Provide an exact copy of the lines from the beginning of the records through the line that includes "2xx on success.", and of no others.

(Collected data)
================

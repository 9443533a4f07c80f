//! HTTP JSON bridge in front of a vendor device.
//!
//! `GET {url}/status` answers a flat JSON object of channel-named fields.
//! `POST {url}/set` takes `{"field": .., "value": ..}` and answers 2xx on success.

use crate::device::{DeviceClient, DeviceConnector, DeviceError, FieldMap};
use async_trait::async_trait;
use heat_protocol::channel::ChannelValue;
use serde::Serialize;
use std::time::Duration;

fn transient(e: reqwest::Error) -> DeviceError {
    if e.is_timeout() {
        DeviceError::Timeout
    } else {
        DeviceError::Transient(e.to_string())
    }
}

pub struct BridgeConnector {
    url: String,
    timeout: Duration,
}

impl BridgeConnector {
    pub fn new(url: &str, timeout: Duration) -> BridgeConnector {
        BridgeConnector {
            url: url.trim_end_matches('/').to_string(),
            timeout,
        }
    }
}

#[async_trait]
impl DeviceConnector for BridgeConnector {
    async fn connect(&self) -> Result<Box<dyn DeviceClient>, DeviceError> {
        let http = reqwest::Client::builder()
            .timeout(self.timeout)
            .build()
            .map_err(|e| DeviceError::Connect(e.to_string()))?;
        let device = BridgeDevice {
            http,
            url: self.url.clone(),
        };
        // A bridge that cannot answer a status request is not connected.
        device.status().await.map_err(|e| DeviceError::Connect(e.to_string()))?;
        Ok(Box::new(device))
    }
}

pub struct BridgeDevice {
    http: reqwest::Client,
    url: String,
}

#[derive(Serialize)]
struct SetRequest<'a> {
    field: &'a str,
    value: serde_json::Value,
}

impl BridgeDevice {
    async fn status(&self) -> Result<FieldMap, DeviceError> {
        let response = self
            .http
            .get(format!("{}/status", self.url))
            .send()
            .await
            .map_err(transient)?;
        if !response.status().is_success() {
            return Err(DeviceError::Transient(format!(
                "bridge answered {}",
                response.status()
            )));
        }
        let body: serde_json::Value = response.json().await.map_err(transient)?;
        let serde_json::Value::Object(fields) = body else {
            return Err(DeviceError::Transient("status is not a JSON object".to_string()));
        };
        Ok(fields
            .iter()
            .map(|(name, value)| (name.clone(), ChannelValue::from_json(value)))
            .collect())
    }
}

#[async_trait]
impl DeviceClient for BridgeDevice {
    async fn read(&self) -> Result<FieldMap, DeviceError> {
        let fields = self.status().await?;
        if fields.is_empty() {
            return Err(DeviceError::EmptyResponse);
        }
        Ok(fields)
    }

    async fn write(&self, field: &str, value: &ChannelValue) -> Result<(), DeviceError> {
        let response = self
            .http
            .post(format!("{}/set", self.url))
            .json(&SetRequest {
                field,
                value: value.to_json(),
            })
            .send()
            .await
            .map_err(transient)?;
        let status = response.status();
        if status.is_success() {
            return Ok(());
        }
        let reason = response.text().await.unwrap_or_default();
        if status.is_client_error() {
            Err(DeviceError::Rejected {
                field: field.to_string(),
                reason: format!("{}: {}", status, reason),
            })
        } else {
            Err(DeviceError::Transient(format!("bridge answered {}: {}", status, reason)))
        }
    }
}

#[cfg(test)]
mod tests {
    use super::*;
    use axum::{extract::State, http::StatusCode, routing::get, routing::post, Json, Router};
    use serde_json::{json, Value};
    use std::sync::{Arc, Mutex};

    type Log = Arc<Mutex<Vec<Value>>>;

    async fn serve(app: Router) -> String {
        let listener = tokio::net::TcpListener::bind("127.0.0.1:0").await.unwrap();
        let addr = listener.local_addr().unwrap();
        tokio::spawn(async move {
            axum::serve(listener, app).await.unwrap();
        });
        format!("http://{}", addr)
    }

    fn bridge(status: Value, log: Log) -> Router {
        Router::new()
            .route("/status", get(move || async move { Json(status) }))
            .route(
                "/set",
                post(|State(log): State<Log>, Json(body): Json<Value>| async move {
                    if body["field"] == json!("heater_target_temp") && body["value"] == json!(200) {
                        return StatusCode::UNPROCESSABLE_ENTITY;
                    }
                    log.lock().unwrap().push(body);
                    StatusCode::OK
                }),
            )
            .with_state(log)
    }

    #[tokio::test]
    async fn reads_status_fields() {
        let log = Log::default();
        let url = serve(bridge(
            json!({"heater_power": true, "heater_current_temp": 67.0, "heater_heat_mode": null}),
            log,
        ))
        .await;
        let device = BridgeConnector::new(&url, Duration::from_secs(2))
            .connect()
            .await
            .unwrap();
        let fields = device.read().await.unwrap();
        assert_eq!(fields["heater_power"], Some(ChannelValue::Bool(true)));
        assert_eq!(fields["heater_current_temp"], Some(ChannelValue::Int(67)));
        assert_eq!(fields["heater_heat_mode"], None);
    }

    #[tokio::test]
    async fn empty_status_is_an_error() {
        let url = serve(bridge(json!({}), Log::default())).await;
        let device = BridgeConnector::new(&url, Duration::from_secs(2))
            .connect()
            .await
            .unwrap();
        assert!(matches!(device.read().await, Err(DeviceError::EmptyResponse)));
    }

    #[tokio::test]
    async fn writes_post_field_and_value() {
        let log = Log::default();
        let url = serve(bridge(json!({"plug_on": false}), log.clone())).await;
        let device = BridgeConnector::new(&format!("{}/", url), Duration::from_secs(2))
            .connect()
            .await
            .unwrap();

        device.write("plug_on", &ChannelValue::Bool(true)).await.unwrap();
        assert_eq!(*log.lock().unwrap(), vec![json!({"field": "plug_on", "value": true})]);

        let err = device
            .write("heater_target_temp", &ChannelValue::Int(200))
            .await
            .unwrap_err();
        assert!(matches!(err, DeviceError::Rejected { .. }));
    }

    #[tokio::test]
    async fn unreachable_bridge_fails_to_connect() {
        let listener = tokio::net::TcpListener::bind("127.0.0.1:0").await.unwrap();
        let addr = listener.local_addr().unwrap();
        drop(listener);
        let result = BridgeConnector::new(&format!("http://{}", addr), Duration::from_secs(1))
            .connect()
            .await;
        assert!(matches!(result, Err(DeviceError::Connect(_))));
    }
}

================

• [Output for this task]:
repository 9443533a4f07c80f
//! HTTP JSON bridge in front of a vendor device.
//!
//! `GET {url}/status` answers a flat JSON object of channel-named fields.
//! `POST {url}/set` takes `{"field": .., "value": ..}` and answers 2xx on success.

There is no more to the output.